▶ _Problem_: Copy every entry precisely.

▶ _Material provided_:
/*
 * Copyright (c) Microsoft Corporation.
 * Licensed under the MIT license.
 */

use thiserror::Error;

use crate::matrix::Matrix;

#[derive(Debug, Clone, Copy, PartialEq, Eq, Error)]
pub enum StatsError {
    #[error("input slice cannot be empty")]
    EmptyInput,
    #[error("cannot average over a count of zero")]
    DivisionByZero,
}

pub trait AsF64Lossy: Copy {
    fn as_f64_lossy(self) -> f64;
}

macro_rules! impl_as_f64_lossy {
    ($T:ty) => {
        impl AsF64Lossy for $T {
            fn as_f64_lossy(self) -> f64 {
                self as f64
            }
        }
    };
    ($($T:ty),* $(,)?) => {
        $(impl_as_f64_lossy!($T);)*
    }
}

impl_as_f64_lossy!(i8, i16, i32, i64, u8, u16, u32, u64, usize, f32, f64);

/// Return the median of `x`.
///
/// For even lengths this is the mean of the two central elements. The input is not
/// required to be sorted and is left untouched.
pub fn median<T>(x: &[T]) -> Result<f64, StatsError>
where
    T: AsF64Lossy,
{
    if x.is_empty() {
        return Err(StatsError::EmptyInput);
    }

    let mut sorted: Vec<f64> = x.iter().map(|v| v.as_f64_lossy()).collect();
    sorted.sort_by(f64::total_cmp);

    let len = sorted.len();
    let half = len / 2;
    if len % 2 == 1 {
        Ok(sorted[half])
    } else {
        Ok((sorted[half - 1] + sorted[half]) / 2.0)
    }
}

/// Return `sum(x) / count`.
///
/// `count` is taken separately from `x` so callers can average over a population that
/// differs from the number of summands.
pub fn average<T>(x: &[T], count: usize) -> Result<f64, StatsError>
where
    T: AsF64Lossy,
{
    if x.is_empty() {
        return Err(StatsError::EmptyInput);
    }
    if count == 0 {
        return Err(StatsError::DivisionByZero);
    }

    let s: f64 = x.iter().map(|v| v.as_f64_lossy()).sum();
    Ok(s / count as f64)
}

/// Return the arithmetic mean of `x`.
pub fn mean<T>(x: &[T]) -> Result<f64, StatsError>
where
    T: AsF64Lossy,
{
    average(x, x.len())
}

/// Divide every entry of `totals` by the number of rows (students) in `matrix`.
///
/// This normalizes by students regardless of whether `totals` holds item or student sums;
/// callers are responsible for passing totals that match their intent.
pub fn average_per_unit<U, T>(matrix: &Matrix<U>, totals: &[T]) -> Vec<f64>
where
    T: AsF64Lossy,
{
    // `Matrix` guarantees at least one row.
    let nrows = matrix.nrows() as f64;
    totals.iter().map(|t| t.as_f64_lossy() / nrows).collect()
}

///////////
// Tests //
///////////

#[cfg(test)]
mod tests {
    use super::*;
    use crate::matrix::ScoreMatrix;

    #[test]
    fn test_median() {
        let empty: &[u64] = &[];
        assert_eq!(median(empty).unwrap_err(), StatsError::EmptyInput);

        assert_eq!(median(&[1u64, 2, 3, 4]).unwrap(), 2.5);
        assert_eq!(median(&[1u64, 2, 3]).unwrap(), 2.0);
        assert_eq!(median(&[7u32]).unwrap(), 7.0);

        // Order of the input does not matter.
        assert_eq!(median(&[4u64, 1, 3, 2]).unwrap(), 2.5);
        assert_eq!(median(&[6u64, 4, 3, 3, 3]).unwrap(), 3.0);
        assert_eq!(median(&[0.5f64, -1.0]).unwrap(), -0.25);
    }

    #[test]
    fn test_average() {
        let empty: &[u64] = &[];
        assert_eq!(average(empty, 3).unwrap_err(), StatsError::EmptyInput);
        assert_eq!(average(&[1u64, 2], 0).unwrap_err(), StatsError::DivisionByZero);
        assert_eq!(mean(empty).unwrap_err(), StatsError::EmptyInput);

        assert_eq!(average(&[6u64, 4, 3, 1], 4).unwrap(), 3.5);
        assert_eq!(average(&[6u64, 4, 3, 1], 2).unwrap(), 7.0);
        assert_eq!(mean(&[3u64, 3, 3, 3, 2]).unwrap(), 2.8);

        let input = [
            -2.049918f64,
            0.12130953,
            -0.17400686,
            0.7511493,
            0.26361275,
        ];
        let r = mean(&input).unwrap();
        assert!((r - -0.217570656).abs() <= 1.0e-9, "got {}", r);
    }

    #[test]
    fn test_average_per_unit() {
        let m = ScoreMatrix::try_from_rows(vec![
            vec![0, 1, 1, 1],
            vec![1, 1, 1, 0],
            vec![1, 1, 1, 0],
            vec![1, 1, 0, 0],
            vec![1, 2, 0, 0],
        ])
        .unwrap();

        // Item totals and student totals are both divided by the number of students.
        let per_item = average_per_unit(&m, &[6u64, 4, 3, 1]);
        assert_eq!(per_item, vec![1.2, 0.8, 0.6, 0.2]);

        let per_student = average_per_unit(&m, &[3u64, 3, 3, 3, 2]);
        assert_eq!(per_student, vec![0.6, 0.6, 0.6, 0.6, 0.4]);
    }
}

▶ _Answer area_:
/*
 * Copyright (c) Microsoft Corporation.
 * Licensed under the MIT license.
 */

use thiserror::Error;

use crate::matrix::Matrix;

#[derive(Debug, Clone, Copy, PartialEq, Eq, Error)]
pub enum StatsError {
    #[error("input slice cannot be empty")]
    EmptyInput,
    #[error("cannot average over a count of zero")]
    DivisionByZero,
}

pub trait AsF64Lossy: Copy {
    fn as_f64_lossy(self) -> f64;
}

macro_rules! impl_as_f64_lossy {
    ($T:ty) => {
        impl AsF64Lossy for $T {
            fn as_f64_lossy(self) -> f64 {
                self as f64
            }
        }
    };
    ($($T:ty),* $(,)?) => {
        $(impl_as_f64_lossy!($T);)*
    }
}

impl_as_f64_lossy!(i8, i16, i32, i64, u8, u16, u32, u64, usize, f32, f64);

/// Return the median of `x`.
///
/// For even lengths this is the mean of the two central elements. The input is not
/// required to be sorted and is left untouched.
pub fn median<T>(x: &[T]) -> Result<f64, StatsError>
where
    T: AsF64Lossy,
{
    if x.is_empty() {
        return Err(StatsError::EmptyInput);
    }

    let mut sorted: Vec<f64> = x.iter().map(|v| v.as_f64_lossy()).collect();
    sorted.sort_by(f64::total_cmp);

    let len = sorted.len();
    let half = len / 2;
    if len % 2 == 1 {
        Ok(sorted[half])
    } else {
        Ok((sorted[half - 1] + sorted[half]) / 2.0)
    }
}

/// Return `sum(x) / count`.
///
/// `count` is taken separately from `x` so callers can average over a population that
/// differs from the number of summands.
pub fn average<T>(x: &[T], count: usize) -> Result<f64, StatsError>
where
    T: AsF64Lossy,
{
    if x.is_empty() {
        return Err(StatsError::EmptyInput);
    }
    if count == 0 {
        return Err(StatsError::DivisionByZero);
    }

    let s: f64 = x.iter().map(|v| v.as_f64_lossy()).sum();
    Ok(s / count as f64)
}

/// Return the arithmetic mean of `x`.
pub fn mean<T>(x: &[T]) -> Result<f64, StatsError>
where
    T: AsF64Lossy,
{
    average(x, x.len())
}

/// Divide every entry of `totals` by the number of rows (students) in `matrix`.
///
/// This normalizes by students regardless of whether `totals` holds item or student sums;
/// callers are responsible for passing totals that match their intent.
pub fn average_per_unit<U, T>(matrix: &Matrix<U>, totals: &[T]) -> Vec<f64>
where
    T: AsF64Lossy,
{
    // `Matrix` guarantees at least one row.
    let nrows = matrix.nrows() as f64;
    totals.iter().map(|t| t.as_f64_lossy() / nrows).collect()
}

///////////
// Tests //
///////////

#[cfg(test)]
mod tests {
    use super::*;
    use crate::matrix::ScoreMatrix;

    #[test]
    fn test_median() {
        let empty: &[u64] = &[];
        assert_eq!(median(empty).unwrap_err(), StatsError::EmptyInput);

        assert_eq!(median(&[1u64, 2, 3, 4]).unwrap(), 2.5);
        assert_eq!(median(&[1u64, 2, 3]).unwrap(), 2.0);
        assert_eq!(median(&[7u32]).unwrap(), 7.0);

        // Order of the input does not matter.
        assert_eq!(median(&[4u64, 1, 3, 2]).unwrap(), 2.5);
        assert_eq!(median(&[6u64, 4, 3, 3, 3]).unwrap(), 3.0);
        assert_eq!(median(&[0.5f64, -1.0]).unwrap(), -0.25);
    }

    #[test]
    fn test_average() {
        let empty: &[u64] = &[];
        assert_eq!(average(empty, 3).unwrap_err(), StatsError::EmptyInput);
        assert_eq!(average(&[1u64, 2], 0).unwrap_err(), StatsError::DivisionByZero);
        assert_eq!(mean(empty).unwrap_err(), StatsError::EmptyInput);

        assert_eq!(average(&[6u64, 4, 3, 1], 4).unwrap(), 3.5);
        assert_eq!(average(&[6u64, 4, 3, 1], 2).unwrap(), 7.0);
        assert_eq!(mean(&[3u64, 3, 3, 3, 2]).unwrap(), 2.8);

        let input = [
            -2.049918f64,
            0.12130953,
            -0.17400686,
            0.7511493,
            0.26361275,
        ];
        let r = mean(&input).unwrap();
        assert!((r - -0.217570656).abs() <= 1.0e-9, "got {}", r);
    }

    #[test]
    fn test_average_per_unit() {
        let m = ScoreMatrix::try_from_rows(vec![
            vec![0, 1, 1, 1],
            vec![1, 1, 1, 0],
            vec![1, 1, 1, 0],
            vec![1, 1, 0, 0],
            vec![1, 2, 0, 0],
        ])
        .unwrap();

        // Item totals and student totals are both divided by the number of students.
        let per_item = average_per_unit(&m, &[6u64, 4, 3, 1]);
        assert_eq!(per_item, vec![1.2, 0.8, 0.6, 0.2]);

        let per_student = average_per_unit(&m, &[3u64, 3, 3, 3, 2]);
        assert_eq!(per_student, vec![0.6, 0.6, 0.6, 0.6, 0.4]);
    }
}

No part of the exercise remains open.